RECORD SET ▸
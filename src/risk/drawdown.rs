//! # Drawdowns
//!
//! $$
//! \mathrm{DD}_t=\max_{s\le t}P_s-P_t,\qquad
//! P^{abs}_t=1+\sum_{s\le t}r_s,\quad P^{rel}_t=\prod_{s\le t}(1+r_s)
//! $$
//!
//! The path starts at 1 before the first return, so a series of `T` returns
//! yields `T + 1` drawdown observations. Relative drawdowns are expressed as
//! a fraction of the running peak.

use super::tail::cvar_hist;
use super::tail::evar_hist;
use super::tail::var_hist;

/// Non-negative drawdowns of the cumulative path, initial point included.
pub fn drawdowns(x: &[f64], compounded: bool) -> Vec<f64> {
  let mut out = Vec::with_capacity(x.len() + 1);
  let mut level = 1.0;
  let mut peak = 1.0;
  out.push(0.0);
  for &r in x {
    level = if compounded { level * (1.0 + r) } else { level + r };
    if level > peak {
      peak = level;
    }
    let dd = if compounded { (peak - level) / peak } else { peak - level };
    out.push(dd.max(0.0));
  }
  out
}

fn negated(dd: &[f64]) -> Vec<f64> {
  dd.iter().map(|d| -d).collect()
}

fn max_dd(dd: &[f64]) -> f64 {
  dd.iter().copied().fold(0.0, f64::max)
}

fn avg_dd(dd: &[f64]) -> f64 {
  if dd.len() < 2 {
    0.0
  } else {
    dd.iter().sum::<f64>() / (dd.len() - 1) as f64
  }
}

fn ulcer(dd: &[f64]) -> f64 {
  if dd.len() < 2 {
    0.0
  } else {
    (dd.iter().map(|d| d * d).sum::<f64>() / (dd.len() - 1) as f64).sqrt()
  }
}

pub fn max_drawdown_abs(x: &[f64]) -> f64 {
  max_dd(&drawdowns(x, false))
}

pub fn avg_drawdown_abs(x: &[f64]) -> f64 {
  avg_dd(&drawdowns(x, false))
}

pub fn dar_abs(x: &[f64], alpha: f64) -> f64 {
  var_hist(&negated(&drawdowns(x, false)), alpha)
}

pub fn cdar_abs(x: &[f64], alpha: f64) -> f64 {
  cvar_hist(&negated(&drawdowns(x, false)), alpha)
}

pub fn edar_abs(x: &[f64], alpha: f64) -> (f64, f64) {
  evar_hist(&negated(&drawdowns(x, false)), alpha)
}

pub fn ulcer_index_abs(x: &[f64]) -> f64 {
  ulcer(&drawdowns(x, false))
}

pub fn max_drawdown_rel(x: &[f64]) -> f64 {
  max_dd(&drawdowns(x, true))
}

pub fn avg_drawdown_rel(x: &[f64]) -> f64 {
  avg_dd(&drawdowns(x, true))
}

pub fn dar_rel(x: &[f64], alpha: f64) -> f64 {
  var_hist(&negated(&drawdowns(x, true)), alpha)
}

pub fn cdar_rel(x: &[f64], alpha: f64) -> f64 {
  cvar_hist(&negated(&drawdowns(x, true)), alpha)
}

pub fn edar_rel(x: &[f64], alpha: f64) -> (f64, f64) {
  evar_hist(&negated(&drawdowns(x, true)), alpha)
}

pub fn ulcer_index_rel(x: &[f64]) -> f64 {
  ulcer(&drawdowns(x, true))
}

EXERCISE AIM ▸
Extract the full set of entries word for word.

OUTPUT FOR THIS TASK ▸
filename src/risk/drawdown.rs
//! # Drawdowns
//!
//! $$
//! \mathrm{DD}_t=\max_{s\le t}P_s-P_t,\qquad
//! P^{abs}_t=1+\sum_{s\le t}r_s,\quad P^{rel}_t=\prod_{s\le t}(1+r_s)
//! $$
//!
//! The path starts at 1 before the first return, so a series of `T` returns
//! yields `T + 1` drawdown observations. Relative drawdowns are expressed as
//! a fraction of the running peak.

use super::tail::cvar_hist;
use super::tail::evar_hist;
use super::tail::var_hist;

/// Non-negative drawdowns of the cumulative path, initial point included.
pub fn drawdowns(x: &[f64], compounded: bool) -> Vec<f64> {
  let mut out = Vec::with_capacity(x.len() + 1);
  let mut level = 1.0;
  let mut peak = 1.0;
  out.push(0.0);
  for &r in x {
    level = if compounded { level * (1.0 + r) } else { level + r };
    if level > peak {
      peak = level;
    }
    let dd = if compounded { (peak - level) / peak } else { peak - level };
    out.push(dd.max(0.0));
  }
  out
}

fn negated(dd: &[f64]) -> Vec<f64> {
  dd.iter().map(|d| -d).collect()
}

fn max_dd(dd: &[f64]) -> f64 {
  dd.iter().copied().fold(0.0, f64::max)
}

fn avg_dd(dd: &[f64]) -> f64 {
  if dd.len() < 2 {
    0.0
  } else {
    dd.iter().sum::<f64>() / (dd.len() - 1) as f64
  }
}

fn ulcer(dd: &[f64]) -> f64 {
  if dd.len() < 2 {
    0.0
  } else {
    (dd.iter().map(|d| d * d).sum::<f64>() / (dd.len() - 1) as f64).sqrt()
  }
}

pub fn max_drawdown_abs(x: &[f64]) -> f64 {
  max_dd(&drawdowns(x, false))
}

pub fn avg_drawdown_abs(x: &[f64]) -> f64 {
  avg_dd(&drawdowns(x, false))
}

pub fn dar_abs(x: &[f64], alpha: f64) -> f64 {
  var_hist(&negated(&drawdowns(x, false)), alpha)
}

pub fn cdar_abs(x: &[f64], alpha: f64) -> f64 {
  cvar_hist(&negated(&drawdowns(x, false)), alpha)
}

pub fn edar_abs(x: &[f64], alpha: f64) -> (f64, f64) {
  evar_hist(&negated(&drawdowns(x, false)), alpha)
}

pub fn ulcer_index_abs(x: &[f64]) -> f64 {
  ulcer(&drawdowns(x, false))
}

pub fn max_drawdown_rel(x: &[f64]) -> f64 {
  max_dd(&drawdowns(x, true))
}

pub fn avg_drawdown_rel(x: &[f64]) -> f64 {
  avg_dd(&drawdowns(x, true))
}

pub fn dar_rel(x: &[f64], alpha: f64) -> f64 {
  var_hist(&negated(&drawdowns(x, true)), alpha)
}

pub fn cdar_rel(x: &[f64], alpha: f64) -> f64 {
  cvar_hist(&negated(&drawdowns(x, true)), alpha)
}

pub fn edar_rel(x: &[f64], alpha: f64) -> (f64, f64) {
  evar_hist(&negated(&drawdowns(x, true)), alpha)
}

pub fn ulcer_index_rel(x: &[f64]) -> f64 {
  ulcer(&drawdowns(x, true))
}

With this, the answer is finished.